MATERIAL TO PROCESS:
+++++
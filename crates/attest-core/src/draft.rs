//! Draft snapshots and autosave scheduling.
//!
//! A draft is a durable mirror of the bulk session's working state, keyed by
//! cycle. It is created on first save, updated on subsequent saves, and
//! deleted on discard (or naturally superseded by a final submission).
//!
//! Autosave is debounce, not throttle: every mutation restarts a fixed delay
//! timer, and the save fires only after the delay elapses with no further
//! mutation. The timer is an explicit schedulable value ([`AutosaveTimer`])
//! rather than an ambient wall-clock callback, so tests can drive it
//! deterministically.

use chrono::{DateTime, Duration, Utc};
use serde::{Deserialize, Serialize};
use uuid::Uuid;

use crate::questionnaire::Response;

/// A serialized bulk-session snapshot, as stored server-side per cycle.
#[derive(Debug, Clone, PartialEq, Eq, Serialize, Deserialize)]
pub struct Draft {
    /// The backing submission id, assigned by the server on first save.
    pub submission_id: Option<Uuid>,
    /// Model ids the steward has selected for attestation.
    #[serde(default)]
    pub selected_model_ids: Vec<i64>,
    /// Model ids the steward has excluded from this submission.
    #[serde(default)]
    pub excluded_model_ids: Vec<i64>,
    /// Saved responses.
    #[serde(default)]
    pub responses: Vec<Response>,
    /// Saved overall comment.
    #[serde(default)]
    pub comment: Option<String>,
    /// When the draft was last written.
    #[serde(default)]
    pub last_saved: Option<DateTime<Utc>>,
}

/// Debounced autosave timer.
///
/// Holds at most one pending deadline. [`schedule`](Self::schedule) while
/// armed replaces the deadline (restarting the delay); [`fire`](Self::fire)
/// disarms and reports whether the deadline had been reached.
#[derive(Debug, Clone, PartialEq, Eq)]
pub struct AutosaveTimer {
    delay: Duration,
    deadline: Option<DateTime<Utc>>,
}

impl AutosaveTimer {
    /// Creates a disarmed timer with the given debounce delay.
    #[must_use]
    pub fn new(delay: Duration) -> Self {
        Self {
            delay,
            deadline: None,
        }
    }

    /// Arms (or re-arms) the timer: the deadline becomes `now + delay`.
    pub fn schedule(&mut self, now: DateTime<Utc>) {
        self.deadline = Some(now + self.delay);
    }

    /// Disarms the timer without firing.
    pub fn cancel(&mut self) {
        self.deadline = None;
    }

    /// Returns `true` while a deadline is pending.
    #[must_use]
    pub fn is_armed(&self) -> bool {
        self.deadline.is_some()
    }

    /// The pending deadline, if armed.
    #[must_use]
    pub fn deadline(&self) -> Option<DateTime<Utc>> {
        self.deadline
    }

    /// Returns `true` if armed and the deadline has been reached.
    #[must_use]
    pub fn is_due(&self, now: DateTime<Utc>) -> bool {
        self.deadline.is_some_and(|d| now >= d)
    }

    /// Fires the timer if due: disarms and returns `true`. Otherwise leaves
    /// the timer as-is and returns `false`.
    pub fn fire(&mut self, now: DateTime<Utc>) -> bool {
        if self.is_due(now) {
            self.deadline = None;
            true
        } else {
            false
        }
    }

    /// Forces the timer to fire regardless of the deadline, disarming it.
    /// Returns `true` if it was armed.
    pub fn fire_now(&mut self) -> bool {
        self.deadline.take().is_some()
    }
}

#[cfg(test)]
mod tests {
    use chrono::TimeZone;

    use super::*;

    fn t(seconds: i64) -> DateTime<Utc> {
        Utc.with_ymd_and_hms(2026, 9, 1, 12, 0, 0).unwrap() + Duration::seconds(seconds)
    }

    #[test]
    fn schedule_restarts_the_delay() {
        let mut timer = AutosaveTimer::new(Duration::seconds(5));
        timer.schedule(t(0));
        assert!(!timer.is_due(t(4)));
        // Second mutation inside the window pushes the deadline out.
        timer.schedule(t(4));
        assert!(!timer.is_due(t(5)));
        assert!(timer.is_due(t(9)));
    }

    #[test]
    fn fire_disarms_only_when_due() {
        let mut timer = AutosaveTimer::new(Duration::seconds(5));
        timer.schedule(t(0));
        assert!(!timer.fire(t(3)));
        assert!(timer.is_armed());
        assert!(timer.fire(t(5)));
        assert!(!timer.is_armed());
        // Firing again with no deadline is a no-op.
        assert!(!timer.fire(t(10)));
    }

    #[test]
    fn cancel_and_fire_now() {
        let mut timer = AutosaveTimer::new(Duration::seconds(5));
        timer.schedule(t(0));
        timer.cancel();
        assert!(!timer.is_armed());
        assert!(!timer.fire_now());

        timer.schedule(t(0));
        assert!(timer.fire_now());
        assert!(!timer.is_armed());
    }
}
+++++
THE TASK: Retype the records in full, keeping every word as it is.

SOLUTION TO THIS PROBLEM:
filename crates/attest-core/src/draft.rs
//! Draft snapshots and autosave scheduling.
//!
//! A draft is a durable mirror of the bulk session's working state, keyed by
//! cycle. It is created on first save, updated on subsequent saves, and
//! deleted on discard (or naturally superseded by a final submission).
//!
//! Autosave is debounce, not throttle: every mutation restarts a fixed delay
//! timer, and the save fires only after the delay elapses with no further
//! mutation. The timer is an explicit schedulable value ([`AutosaveTimer`])
//! rather than an ambient wall-clock callback, so tests can drive it
//! deterministically.

use chrono::{DateTime, Duration, Utc};
use serde::{Deserialize, Serialize};
use uuid::Uuid;

use crate::questionnaire::Response;

/// A serialized bulk-session snapshot, as stored server-side per cycle.
#[derive(Debug, Clone, PartialEq, Eq, Serialize, Deserialize)]
pub struct Draft {
    /// The backing submission id, assigned by the server on first save.
    pub submission_id: Option<Uuid>,
    /// Model ids the steward has selected for attestation.
    #[serde(default)]
    pub selected_model_ids: Vec<i64>,
    /// Model ids the steward has excluded from this submission.
    #[serde(default)]
    pub excluded_model_ids: Vec<i64>,
    /// Saved responses.
    #[serde(default)]
    pub responses: Vec<Response>,
    /// Saved overall comment.
    #[serde(default)]
    pub comment: Option<String>,
    /// When the draft was last written.
    #[serde(default)]
    pub last_saved: Option<DateTime<Utc>>,
}

/// Debounced autosave timer.
///
/// Holds at most one pending deadline. [`schedule`](Self::schedule) while
/// armed replaces the deadline (restarting the delay); [`fire`](Self::fire)
/// disarms and reports whether the deadline had been reached.
#[derive(Debug, Clone, PartialEq, Eq)]
pub struct AutosaveTimer {
    delay: Duration,
    deadline: Option<DateTime<Utc>>,
}

impl AutosaveTimer {
    /// Creates a disarmed timer with the given debounce delay.
    #[must_use]
    pub fn new(delay: Duration) -> Self {
        Self {
            delay,
            deadline: None,
        }
    }

    /// Arms (or re-arms) the timer: the deadline becomes `now + delay`.
    pub fn schedule(&mut self, now: DateTime<Utc>) {
        self.deadline = Some(now + self.delay);
    }

    /// Disarms the timer without firing.
    pub fn cancel(&mut self) {
        self.deadline = None;
    }

    /// Returns `true` while a deadline is pending.
    #[must_use]
    pub fn is_armed(&self) -> bool {
        self.deadline.is_some()
    }

    /// The pending deadline, if armed.
    #[must_use]
    pub fn deadline(&self) -> Option<DateTime<Utc>> {
        self.deadline
    }

    /// Returns `true` if armed and the deadline has been reached.
    #[must_use]
    pub fn is_due(&self, now: DateTime<Utc>) -> bool {
        self.deadline.is_some_and(|d| now >= d)
    }

    /// Fires the timer if due: disarms and returns `true`. Otherwise leaves
    /// the timer as-is and returns `false`.
    pub fn fire(&mut self, now: DateTime<Utc>) -> bool {
        if self.is_due(now) {
            self.deadline = None;
            true
        } else {
            false
        }
    }

    /// Forces the timer to fire regardless of the deadline, disarming it.
    /// Returns `true` if it was armed.
    pub fn fire_now(&mut self) -> bool {
        self.deadline.take().is_some()
    }
}

#[cfg(test)]
mod tests {
    use chrono::TimeZone;

    use super::*;

    fn t(seconds: i64) -> DateTime<Utc> {
        Utc.with_ymd_and_hms(2026, 9, 1, 12, 0, 0).unwrap() + Duration::seconds(seconds)
    }

    #[test]
    fn schedule_restarts_the_delay() {
        let mut timer = AutosaveTimer::new(Duration::seconds(5));
        timer.schedule(t(0));
        assert!(!timer.is_due(t(4)));
        // Second mutation inside the window pushes the deadline out.
        timer.schedule(t(4));
        assert!(!timer.is_due(t(5)));
        assert!(timer.is_due(t(9)));
    }

    #[test]
    fn fire_disarms_only_when_due() {
        let mut timer = AutosaveTimer::new(Duration::seconds(5));
        timer.schedule(t(0));
        assert!(!timer.fire(t(3)));
        assert!(timer.is_armed());
        assert!(timer.fire(t(5)));
        assert!(!timer.is_armed());
        // Firing again with no deadline is a no-op.
        assert!(!timer.fire(t(10)));
    }

    #[test]
    fn cancel_and_fire_now() {
        let mut timer = AutosaveTimer::new(Duration::seconds(5));
        timer.schedule(t(0));
        timer.cancel();
        assert!(!timer.is_armed());
        assert!(!timer.fire_now());

        timer.schedule(t(0));
        assert!(timer.fire_now());
        assert!(!timer.is_armed());
    }
}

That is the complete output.